__ABOUT THIS EXERCISE__
For the records below, print the lines from the line with "pub fn new(width: u32, height: u32)" through the line with "if data.len() != expected" exactly as written; include both end lines and exclude the rest.

── SUPPLIED ENTRIES ──

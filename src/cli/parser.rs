use clap::{Parser, Subcommand};

/// Command-line interface definition for worklog
/// Web application to track working hours backed by SQLite
#[derive(Parser)]
#[command(
    name = "worklog",
    version = env!("CARGO_PKG_VERSION"),
    about = "A small work-hours tracking web application: log in, record daily hours, submit corrections",
    long_about = None
)]
pub struct Cli {
    /// Override credentials database path (useful for tests or custom DB)
    #[arg(global = true, long = "users-db")]
    pub users_db: Option<String>,

    /// Override work-records database path (useful for tests or custom DB)
    #[arg(global = true, long = "records-db")]
    pub records_db: Option<String>,

    /// Run in test mode (no config file update)
    #[arg(global = true, long = "test", hide = true)]
    pub test: bool,

    #[command(subcommand)]
    pub command: Commands,
}

#[derive(Subcommand)]
pub enum Commands {
    /// Initialize the databases and configuration
    Init,

    /// Create an account (admin operation; accounts are never created in-app)
    AddUser {
        /// Username for the new account
        username: String,

        /// Plaintext password; stored only as a salted hash
        password: String,
    },

    /// Run the HTTP server
    Serve {
        /// Bind address (defaults to the configured one)
        #[arg(long = "bind", help = "Address to bind the HTTP server to")]
        bind: Option<String>,

        /// Port (defaults to the configured one)
        #[arg(long = "port", help = "Port to listen on")]
        port: Option<u16>,
    },
}
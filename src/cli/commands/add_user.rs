use crate::cli::parser::Commands;
use crate::config::Config;
use crate::db;
use crate::db::users;
use crate::errors::AppResult;
use crate::models::user::CreateUserOutcome;
use crate::ui::messages;

/// Create an account in the credentials store.
/// A duplicate username is reported, not raised; nothing is written in that
/// case.
pub fn handle(cmd: &Commands, cfg: &Config) -> AppResult<()> {
    if let Commands::AddUser { username, password } = cmd {
        let conn = db::open(&cfg.users_database)?;
        users::init_schema(&conn)?;

        match users::create_user(&conn, username, password)? {
            CreateUserOutcome::Created => messages::success("User created successfully"),
            CreateUserOutcome::DuplicateUsername => messages::warning("Username already exists"),
        }
    }
    Ok(())
}
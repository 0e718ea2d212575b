use std::fmt;

/// ANSI colors
const RESET: &str = "\x1b[0m";
const BOLD: &str = "\x1b[1m";

const FG_GREEN: &str = "\x1b[32m";
const FG_YELLOW: &str = "\x1b[33m";
const FG_RED: &str = "\x1b[31m";

pub fn success<T: fmt::Display>(msg: T) {
    println!("{}{}OK{} {}", FG_GREEN, BOLD, RESET, msg);
}

pub fn warning<T: fmt::Display>(msg: T) {
    println!("{}{}WARN{} {}", FG_YELLOW, BOLD, RESET, msg);
}

pub fn error<T: fmt::Display>(msg: T) {
    eprintln!("{}{}ERROR{} {}", FG_RED, BOLD, RESET, msg);
}
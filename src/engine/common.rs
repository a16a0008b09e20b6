// src/engine/common.rs
//
// Common utilities shared across engine modules.
// Provides unified error handling and the panic policy for native codecs.

use crate::error::PixelGateError;
use std::any::Any;
use std::panic::{catch_unwind, AssertUnwindSafe};

/// Result type used by every engine stage.
pub type EngineResult<T> = std::result::Result<T, PixelGateError>;

/// Run a codec or pixel routine, converting a panic into `InternalPanic`.
///
/// mozjpeg and libwebp report some failures by unwinding; a run must end in a
/// typed error instead of tearing down the caller.
pub fn run_with_panic_policy<T>(
    label: &'static str,
    f: impl FnOnce() -> EngineResult<T>,
) -> EngineResult<T> {
    match catch_unwind(AssertUnwindSafe(f)) {
        Ok(result) => result,
        Err(payload) => {
            let message = panic_message(payload.as_ref());
            tracing::warn!(target: "pixelgate::panic", %label, %message, "panic caught");
            Err(PixelGateError::internal_panic(format!("{label}: {message}")))
        }
    }
}

fn panic_message(payload: &(dyn Any + Send)) -> String {
    if let Some(s) = payload.downcast_ref::<&str>() {
        (*s).to_string()
    } else if let Some(s) = payload.downcast_ref::<String>() {
        s.clone()
    } else {
        "unknown panic payload".to_string()
    }
}
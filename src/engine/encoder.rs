// src/engine/encoder.rs
//
// Encoder operations: JPEG (mozjpeg) and PNG (image + oxipng).

use crate::engine::buffer::PixelBuffer;
use crate::engine::common::{run_with_panic_policy, EngineResult};
use crate::engine::MAX_DIMENSION;
use crate::error::PixelGateError;
use crate::ops::OutputFormat;
use image::{ImageFormat, RgbaImage};
use mozjpeg::{ColorSpace, Compress, ScanMode};
use std::io::Cursor;

/// JPEG quality derived from a normalized quality factor.
///
/// The factor is the tier-clamped value in (0, 1]; the encoder works in 1-100.
#[derive(Debug, Clone, Copy, PartialEq)]
pub struct QualitySettings {
    quality: f32,
}

impl QualitySettings {
    pub fn new(quality: u8) -> Self {
        Self {
            quality: quality.clamp(1, 100) as f32,
        }
    }

    /// `round(factor * 100)`, clamped to 1..=100. Non-finite factors map to 100.
    pub fn from_factor(factor: f32) -> Self {
        let percent = if factor.is_finite() {
            (factor * 100.0).round().clamp(1.0, 100.0)
        } else {
            100.0
        };
        Self { quality: percent }
    }

    pub fn quality(&self) -> u8 {
        self.quality as u8
    }

    /// mozjpeg input smoothing; low qualities hide blocking artifacts with more.
    pub fn smoothing_factor(&self) -> u8 {
        if self.quality >= 90.0 {
            0
        } else if self.quality >= 70.0 {
            5
        } else if self.quality >= 60.0 {
            10
        } else {
            18
        }
    }
}

/// Encode a buffer into `format`. `quality_factor` is ignored for PNG.
pub fn encode(
    buffer: &PixelBuffer,
    format: OutputFormat,
    quality_factor: f32,
) -> EngineResult<Vec<u8>> {
    buffer.validate()?;
    let bytes = match format {
        OutputFormat::Jpeg => encode_jpeg(buffer, QualitySettings::from_factor(quality_factor))?,
        OutputFormat::Png => encode_png(buffer)?,
    };
    if bytes.is_empty() {
        return Err(PixelGateError::encode_failure(
            format.as_str(),
            "encoder produced no output",
        ));
    }
    Ok(bytes)
}

/// Composite RGBA onto black and drop alpha, as a canvas JPEG export does.
pub fn flatten_onto_black(buffer: &PixelBuffer) -> Vec<u8> {
    let (w, h) = buffer.dimensions();
    let mut rgb = Vec::with_capacity(w as usize * h as usize * 3);
    for px in buffer.pixels() {
        let a = px[3] as u16;
        if a == 255 {
            rgb.extend_from_slice(&px[..3]);
        } else {
            for &c in &px[..3] {
                rgb.push(((c as u16 * a + 127) / 255) as u8);
            }
        }
    }
    rgb
}

/// Encode to JPEG with mozjpeg: progressive, 4:2:0, optimized scans.
pub fn encode_jpeg(buffer: &PixelBuffer, settings: QualitySettings) -> EngineResult<Vec<u8>> {
    run_with_panic_policy("encode:jpeg", || {
        let (w, h) = buffer.dimensions();
        if w > MAX_DIMENSION || h > MAX_DIMENSION {
            return Err(PixelGateError::dimension_exceeds_limit(w.max(h), MAX_DIMENSION));
        }

        let pixels = flatten_onto_black(buffer);
        let expected_len = w as usize * h as usize * 3;
        if pixels.len() != expected_len {
            return Err(PixelGateError::corrupt_buffer(expected_len, pixels.len()));
        }

        let mut comp = Compress::new(ColorSpace::JCS_RGB);
        comp.set_size(w as usize, h as usize);
        comp.set_color_space(ColorSpace::JCS_YCbCr);
        comp.set_quality(settings.quality);
        comp.set_chroma_sampling_pixel_sizes((2, 2), (2, 2));
        comp.set_progressive_mode();
        comp.set_optimize_coding(true);
        comp.set_optimize_scans(true);
        comp.set_scan_optimization_mode(ScanMode::AllComponentsTogether);
        comp.set_smoothing_factor(settings.smoothing_factor());

        let estimated_size = (expected_len / 10).max(4096);
        let mut output = Vec::with_capacity(estimated_size);
        {
            let mut writer = comp.start_compress(&mut output).map_err(|e| {
                PixelGateError::encode_failure("jpeg", format!("mozjpeg: failed to start compress: {e:?}"))
            })?;

            for row in pixels.chunks(w as usize * 3) {
                writer.write_scanlines(row).map_err(|e| {
                    PixelGateError::encode_failure(
                        "jpeg",
                        format!("mozjpeg: failed to write scanlines: {e:?}"),
                    )
                })?;
            }

            writer.finish().map_err(|e| {
                PixelGateError::encode_failure("jpeg", format!("mozjpeg: failed to finish: {e:?}"))
            })?;
        }
        Ok(output)
    })
}

/// Encode to lossless RGBA PNG, then re-compress with oxipng. Ancillary chunks
/// are left alone.
pub fn encode_png(buffer: &PixelBuffer) -> EngineResult<Vec<u8>> {
    run_with_panic_policy("encode:png", || {
        let (w, h) = buffer.dimensions();
        let img = RgbaImage::from_raw(w, h, buffer.as_raw().to_vec())
            .ok_or_else(|| PixelGateError::corrupt_buffer(w as usize * h as usize * 4, buffer.as_raw().len()))?;

        let mut buf = Vec::new();
        img.write_to(&mut Cursor::new(&mut buf), ImageFormat::Png)
            .map_err(|e| PixelGateError::encode_failure("png", format!("PNG encode failed: {e}")))?;

        let mut options = oxipng::Options::from_preset(4);
        options.strip = oxipng::StripChunks::None;

        oxipng::optimize_from_memory(&buf, &options).map_err(|e| {
            PixelGateError::encode_failure("png", format!("oxipng optimization failed: {e}"))
        })
    })
}

/// Size change as a whole percentage: `round((source - output) / source * 100)`.
/// Negative when the artifact grew. Zero when the source was empty.
pub fn reduction_percent(source_bytes: u64, output_bytes: u64) -> i64 {
    if source_bytes == 0 {
        return 0;
    }
    let delta = source_bytes as f64 - output_bytes as f64;
    (delta / source_bytes as f64 * 100.0).round() as i64
}
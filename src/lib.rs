// lib.rs
//
// pixelgate: the raster pipeline behind the Image Enhancer, Background Remover
// and Image Compressor tools.
//
// Design goals:
// - One tier policy value per run, read by every stage
// - Owned pixel buffers passed stage to stage, no shared canvas
// - Typed failures instead of silent fallbacks
// - Non-blocking async API

pub mod engine;
pub mod error;
pub mod ops;

pub use engine::{
    process_batch, BatchJob, PipelineOrchestrator, PipelineStage, PixelBuffer, ProcessTask,
    ProcessingResult, ProgressEvent, ProgressSink, SourceImage, StageBudget, Tier, TierPolicy,
};
pub use error::{ErrorCategory, PixelGateError, Result};
pub use ops::{OutputFormat, ToolKind, ToolRequest};

/// Width, height and detected format of an encoded image.
#[derive(Debug, Clone, PartialEq, Eq)]
pub struct InspectMetadata {
    pub width: u32,
    pub height: u32,
    pub format: Option<String>,
}

/// Read dimensions and format from the header without decoding pixels.
pub fn inspect_header_from_bytes(data: &[u8]) -> Result<InspectMetadata> {
    let header = engine::inspect_header(data)?;
    Ok(InspectMetadata {
        width: header.width,
        height: header.height,
        format: Some(engine::format_name(header.format).to_string()),
    })
}

/// Crate version.
pub fn version() -> &'static str {
    env!("CARGO_PKG_VERSION")
}

/// Input formats the decoder accepts.
pub fn supported_input_formats() -> Vec<String> {
    engine::SUPPORTED_INPUT_FORMATS
        .iter()
        .map(|s| s.to_string())
        .collect()
}

/// Output formats the encoder produces.
pub fn supported_output_formats() -> Vec<String> {
    [OutputFormat::Jpeg, OutputFormat::Png]
        .iter()
        .map(|f| f.as_str().to_string())
        .collect()
}

/// Schema version of `ProcessingMetrics`.
pub const PROCESSING_METRICS_VERSION: &str = "1.0.0";

/// Processing metrics for performance monitoring
#[derive(Debug, Clone, PartialEq)]
pub struct ProcessingMetrics {
    /// Schema version for compatibility negotiation
    pub version: String,
    /// Decode stage duration in milliseconds
    pub decode_ms: f64,
    /// Resample stage duration in milliseconds
    pub resample_ms: f64,
    /// Transform stage duration in milliseconds
    pub transform_ms: f64,
    /// Encode stage duration in milliseconds
    pub encode_ms: f64,
    /// Total wall-clock duration in milliseconds
    pub total_ms: f64,
    /// Source payload size in bytes
    pub bytes_in: u64,
    /// Artifact size in bytes
    pub bytes_out: u64,
    /// Compression ratio (bytes_out / bytes_in)
    pub compression_ratio: f64,
    /// Detected input format (lowercase: jpeg, png, webp)
    pub format_in: Option<String>,
    /// Output format
    pub format_out: String,
}

impl Default for ProcessingMetrics {
    fn default() -> Self {
        Self {
            version: PROCESSING_METRICS_VERSION.to_string(),
            decode_ms: 0.0,
            resample_ms: 0.0,
            transform_ms: 0.0,
            encode_ms: 0.0,
            total_ms: 0.0,
            bytes_in: 0,
            bytes_out: 0,
            compression_ratio: 0.0,
            format_in: None,
            format_out: String::new(),
        }
    }
}

#[cfg(test)]
mod tests {
    use super::*;
    use image::{DynamicImage, ImageFormat, RgbImage};
    use std::io::Cursor;

    #[test]
    fn inspect_reports_format_and_size() {
        let mut buf = Vec::new();
        DynamicImage::ImageRgb8(RgbImage::new(9, 4))
            .write_to(&mut Cursor::new(&mut buf), ImageFormat::Jpeg)
            .unwrap();
        let meta = inspect_header_from_bytes(&buf).unwrap();
        assert_eq!(meta.width, 9);
        assert_eq!(meta.height, 4);
        assert_eq!(meta.format.as_deref(), Some("jpeg"));
    }

    #[test]
    fn supported_formats() {
        assert_eq!(supported_input_formats(), vec!["jpeg", "png", "webp"]);
        assert_eq!(supported_output_formats(), vec!["jpeg", "png"]);
        assert!(!version().is_empty());
    }

    #[test]
    fn default_metrics_carry_schema_version() {
        let m = ProcessingMetrics::default();
        assert_eq!(m.version, PROCESSING_METRICS_VERSION);
        assert_eq!(m.bytes_in, 0);
    }
}
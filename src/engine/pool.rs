// src/engine/pool.rs
//
// Shared thread pool for batch processing.
//
// One pool serves every batch call; it is created lazily on first use and
// sized from std::thread::available_parallelism(), which respects cgroup/CPU
// quota. Changes to the environment after initialization have no effect.

use rayon::ThreadPool;
use std::sync::OnceLock;

/// Minimum number of rayon threads to ensure at least some parallelism
const MIN_RAYON_THREADS: usize = 1;

static BATCH_THREAD_POOL: OnceLock<Option<ThreadPool>> = OnceLock::new();

/// Number of worker threads the batch pool is built with.
pub fn batch_thread_count() -> usize {
    std::thread::available_parallelism()
        .map(|n| n.get())
        .unwrap_or(MIN_RAYON_THREADS)
        .max(MIN_RAYON_THREADS)
}

/// The shared batch pool, or `None` if the OS refused to spawn its threads.
/// Callers fall back to rayon's global pool in that case.
pub fn get_pool() -> Option<&'static ThreadPool> {
    BATCH_THREAD_POOL
        .get_or_init(|| {
            let num_threads = batch_thread_count();
            rayon::ThreadPoolBuilder::new()
                .num_threads(num_threads)
                .thread_name(|idx| format!("pixelgate-batch-{idx}"))
                .build()
                .map_err(|e| {
                    tracing::warn!(
                        target: "pixelgate::pool",
                        error = %e,
                        num_threads,
                        "failed to build batch pool; using rayon global pool"
                    );
                })
                .ok()
        })
        .as_ref()
}

/// Run `f` inside the batch pool.
pub fn install<R: Send>(f: impl FnOnce() -> R + Send) -> R {
    match get_pool() {
        Some(pool) => pool.install(f),
        None => f(),
    }
}

#[cfg(test)]
mod tests {
    use super::*;

    #[test]
    fn pool_is_shared() {
        let a = get_pool().map(|p| p as *const ThreadPool);
        let b = get_pool().map(|p| p as *const ThreadPool);
        assert_eq!(a, b);
    }

    #[test]
    fn install_runs_closure() {
        assert_eq!(install(|| 21 * 2), 42);
        assert!(batch_thread_count() >= 1);
    }
}
#![no_main]

use libfuzzer_sys::fuzz_target;
use pixelgate::inspect_header_from_bytes;

fuzz_target!(|data: &[u8]| {
    let _ = inspect_header_from_bytes(data);
});
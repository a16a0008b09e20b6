// src/engine/buffer.rs
//
// PixelBuffer: the RGBA8 raster that flows stage to stage by ownership.

use crate::error::PixelGateError;
use image::RgbaImage;

type BufferResult<T> = std::result::Result<T, PixelGateError>;

/// Bytes per pixel (R, G, B, A at one byte each).
pub const CHANNELS: usize = 4;

/// Owned RGBA8 raster with explicit dimensions.
///
/// The backing storage is always exactly `width * height * 4` bytes. Fields are
/// private and mutable access only hands out fixed-length slices, so the length
/// cannot drift; anything that changes dimensions builds a new buffer.
#[derive(Clone, Debug, PartialEq, Eq)]
pub struct PixelBuffer {
    width: u32,
    height: u32,
    data: Vec<u8>,
}

impl PixelBuffer {
    /// Allocate a fully transparent black buffer.
    pub fn new(width: u32, height: u32) -> BufferResult<Self> {
        let len = byte_len(width, height)?;
        Ok(Self {
            width,
            height,
            data: vec![0; len],
        })
    }

    /// Allocate a buffer filled with one RGBA value.
    pub fn filled(width: u32, height: u32, rgba: [u8; 4]) -> BufferResult<Self> {
        let len = byte_len(width, height)?;
        let mut data = Vec::with_capacity(len);
        for _ in 0..(len / CHANNELS) {
            data.extend_from_slice(&rgba);
        }
        Ok(Self {
            width,
            height,
            data,
        })
    }

    /// Take ownership of raw RGBA bytes, validating the length invariant.
    pub fn from_raw(width: u32, height: u32, data: Vec<u8>) -> BufferResult<Self> {
        let expected = byte_len(width, height)?;
        if data.len() != expected {
            return Err(PixelGateError::corrupt_buffer(expected, data.len()));
        }
        Ok(Self {
            width,
            height,
            data,
        })
    }

    /// Build from a pixel generator, row-major.
    pub fn from_fn(
        width: u32,
        height: u32,
        mut f: impl FnMut(u32, u32) -> [u8; 4],
    ) -> BufferResult<Self> {
        let len = byte_len(width, height)?;
        let mut data = Vec::with_capacity(len);
        for y in 0..height {
            for x in 0..width {
                data.extend_from_slice(&f(x, y));
            }
        }
        Ok(Self {
            width,
            height,
            data,
        })
    }

    /// Zero-copy conversion from an `image` RGBA buffer.
    pub fn from_rgba_image(img: RgbaImage) -> BufferResult<Self> {
        let (width, height) = img.dimensions();
        Self::from_raw(width, height, img.into_raw())
    }

    /// Zero-copy conversion into an `image` RGBA buffer.
    pub fn into_rgba_image(self) -> BufferResult<RgbaImage> {
        let (width, height) = (self.width, self.height);
        let actual = self.data.len();
        RgbaImage::from_raw(width, height, self.data)
            .ok_or_else(|| PixelGateError::corrupt_buffer(width as usize * height as usize * CHANNELS, actual))
    }

    pub fn width(&self) -> u32 {
        self.width
    }

    pub fn height(&self) -> u32 {
        self.height
    }

    pub fn dimensions(&self) -> (u32, u32) {
        (self.width, self.height)
    }

    /// Longest edge in pixels.
    pub fn long_edge(&self) -> u32 {
        self.width.max(self.height)
    }

    pub fn as_raw(&self) -> &[u8] {
        &self.data
    }

    pub fn as_raw_mut(&mut self) -> &mut [u8] {
        &mut self.data
    }

    pub fn into_raw(self) -> Vec<u8> {
        self.data
    }

    /// RGBA value at (x, y). Panics when out of bounds, like slice indexing.
    pub fn pixel(&self, x: u32, y: u32) -> [u8; 4] {
        let idx = self.index_of(x, y);
        [
            self.data[idx],
            self.data[idx + 1],
            self.data[idx + 2],
            self.data[idx + 3],
        ]
    }

    /// Overwrite the pixel at (x, y) if it is inside the buffer.
    pub fn put_pixel_clipped(&mut self, x: i64, y: i64, rgba: [u8; 4]) {
        if x < 0 || y < 0 || x >= self.width as i64 || y >= self.height as i64 {
            return;
        }
        let idx = self.index_of(x as u32, y as u32);
        self.data[idx..idx + CHANNELS].copy_from_slice(&rgba);
    }

    /// Iterate pixels as mutable 4-byte chunks.
    pub fn pixels_mut(&mut self) -> std::slice::ChunksExactMut<'_, u8> {
        self.data.chunks_exact_mut(CHANNELS)
    }

    /// Iterate pixels as 4-byte chunks.
    pub fn pixels(&self) -> std::slice::ChunksExact<'_, u8> {
        self.data.chunks_exact(CHANNELS)
    }

    /// True when every alpha value is 255.
    pub fn is_opaque(&self) -> bool {
        self.data.iter().skip(3).step_by(CHANNELS).all(|&a| a == 255)
    }

    /// Re-check the invariant. Steps call this before touching pixels.
    pub fn validate(&self) -> BufferResult<()> {
        if self.width == 0 || self.height == 0 {
            return Err(PixelGateError::invalid_dimensions(self.width, self.height));
        }
        let expected = byte_len(self.width, self.height)?;
        if self.data.len() != expected {
            return Err(PixelGateError::corrupt_buffer(expected, self.data.len()));
        }
        Ok(())
    }

    fn index_of(&self, x: u32, y: u32) -> usize {
        assert!(x < self.width && y < self.height, "pixel ({x}, {y}) out of bounds");
        (y as usize * self.width as usize + x as usize) * CHANNELS
    }
}

fn byte_len(width: u32, height: u32) -> BufferResult<usize> {
    if width == 0 || height == 0 {
        return Err(PixelGateError::invalid_dimensions(width, height));
    }
    (width as usize)
        .checked_mul(height as usize)
        .and_then(|pixels| pixels.checked_mul(CHANNELS))
        .ok_or_else(|| PixelGateError::invalid_dimensions(width, height))
}
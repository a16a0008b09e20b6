#![no_main]

use arbitrary::Arbitrary;
use libfuzzer_sys::fuzz_target;
use pixelgate::engine::{calc_capped_dimensions, enhance_dimensions};
use pixelgate::{TierPolicy, ToolKind};

#[derive(Arbitrary, Debug)]
struct Input {
    is_unlocked: bool,
    tool: u8,
    width: u32,
    height: u32,
    size_bytes: usize,
    requested_quality: f32,
    enhancement_level: u8,
}

fuzz_target!(|data: Input| {
    let tool = match data.tool % 3 {
        0 => ToolKind::RemoveBackground,
        1 => ToolKind::Enhance,
        _ => ToolKind::Compress,
    };
    let policy = TierPolicy::resolve(data.is_unlocked, tool);
    let width = data.width.min(50_000);
    let height = data.height.min(50_000);

    if let Some(limit) = policy.max_source_bytes {
        let accepted = policy.enforce_source_len(data.size_bytes).is_ok();
        assert_eq!(accepted, data.size_bytes as u64 <= limit);
    }

    let q = policy.clamp_quality(data.requested_quality);
    assert!(q > 0.0 && q <= policy.quality_factor);

    let cap = policy.max_dimension_px;
    if let Ok((w, h)) = calc_capped_dimensions(width, height, cap) {
        assert!(w <= cap && h <= cap);
    }
    let factor = (data.enhancement_level % 71 + 30) as f32 / 100.0;
    if let Ok((w, h)) = enhance_dimensions(width, height, cap, factor) {
        assert!(w <= cap && h <= cap);
    }
});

───

__SOLUTION__
    pub fn new(width: u32, height: u32) -> BufferResult<Self> {
        let len = byte_len(width, height)?;
        Ok(Self {
            width,
            height,
            data: vec![0; len],
        })
    }

    /// Allocate a buffer filled with one RGBA value.
    pub fn filled(width: u32, height: u32, rgba: [u8; 4]) -> BufferResult<Self> {
        let len = byte_len(width, height)?;
        let mut data = Vec::with_capacity(len);
        for _ in 0..(len / CHANNELS) {
            data.extend_from_slice(&rgba);
        }
        Ok(Self {
            width,
            height,
            data,
        })
    }

    /// Take ownership of raw RGBA bytes, validating the length invariant.
    pub fn from_raw(width: u32, height: u32, data: Vec<u8>) -> BufferResult<Self> {
        let expected = byte_len(width, height)?;
        if data.len() != expected {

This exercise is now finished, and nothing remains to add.